Malignant gliomas have a distinctive ability to infiltrate the brain parenchyma and disrupt the neural extracellular matrix that inhibits motility of axons and normal neural cells.
Chondroitin sulfate proteoglycans (CSPGs) are among the major inhibitory components in the neural matrix, but surprisingly, some are up-regulated in
gliomas and act as pro-invasive signals. In the normal brain, CSPGs are thought to associate with
hyaluronic acid and
glycoproteins such as the tenascins and link
proteins to form the matrix scaffold. Here, we examined for the first time the expression of link
proteins in human brain and
malignant gliomas.
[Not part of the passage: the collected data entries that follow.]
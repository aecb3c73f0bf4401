//! Guild member entity.

use serde::{Deserialize, Serialize};

use super::{GuildId, User, UserId};

/// A user's membership in a guild, carrying nickname and avatar overrides.
#[derive(Debug, Clone, Serialize, Deserialize, PartialEq, Eq)]
pub struct Member {
    guild_id: GuildId,
    user: User,
    nick: Option<String>,
    #[serde(default)]
    roles: Vec<u64>,
}

impl Member {
    /// Creates a new member.
    #[must_use]
    pub fn new(guild_id: impl Into<GuildId>, user: User) -> Self {
        Self {
            guild_id: guild_id.into(),
            user,
            nick: None,
            roles: Vec::new(),
        }
    }

    /// Sets the nickname.
    #[must_use]
    pub fn with_nick(mut self, nick: impl Into<String>) -> Self {
        self.nick = Some(nick.into());
        self
    }

    /// Returns the guild this membership belongs to.
    #[must_use]
    pub const fn guild_id(&self) -> GuildId {
        self.guild_id
    }

    /// Returns the underlying user.
    #[must_use]
    pub const fn user(&self) -> &User {
        &self.user
    }

    /// Returns the member's user ID.
    #[must_use]
    pub const fn user_id(&self) -> UserId {
        self.user.id()
    }

    /// Returns the nickname, if set.
    #[must_use]
    pub fn nick(&self) -> Option<&str> {
        self.nick.as_deref()
    }

    /// Returns the name displayed for this member: nickname if present,
    /// else the user tag.
    #[must_use]
    pub fn display_name(&self) -> String {
        self.nick
            .clone()
            .unwrap_or_else(|| self.user.tag())
    }
}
Our results indicate that HAPLN4 and HAPLN2 are the predominant members of this family in the adult human brain but are strongly reduced in the
tumor parenchyma. To test if their absence was related to a pro-invasive gain of function of CSPGs, we expressed HAPLN4 in
glioma cells in combination with the CSPG
brevican. Surprisingly, HAPLN4 increased
glioma cell adhesion and migration and even potentiated the motogenic effect of
brevican. Further characterization revealed that HAPLN4 expressed in
glioma cells was largely soluble and did not reproduce the strong,
hyaluronan-independent association of the native
protein to brain subcellular membranes. Taken together, our results suggest that the
tumor parenchyma is rich in CSPGs that are not associated to HAPLNs and could instead interact with other
extracellular matrix proteins produced by
glioma cells. This dissociation may contribute to changes in the matrix scaffold caused by invasive
glioma cells.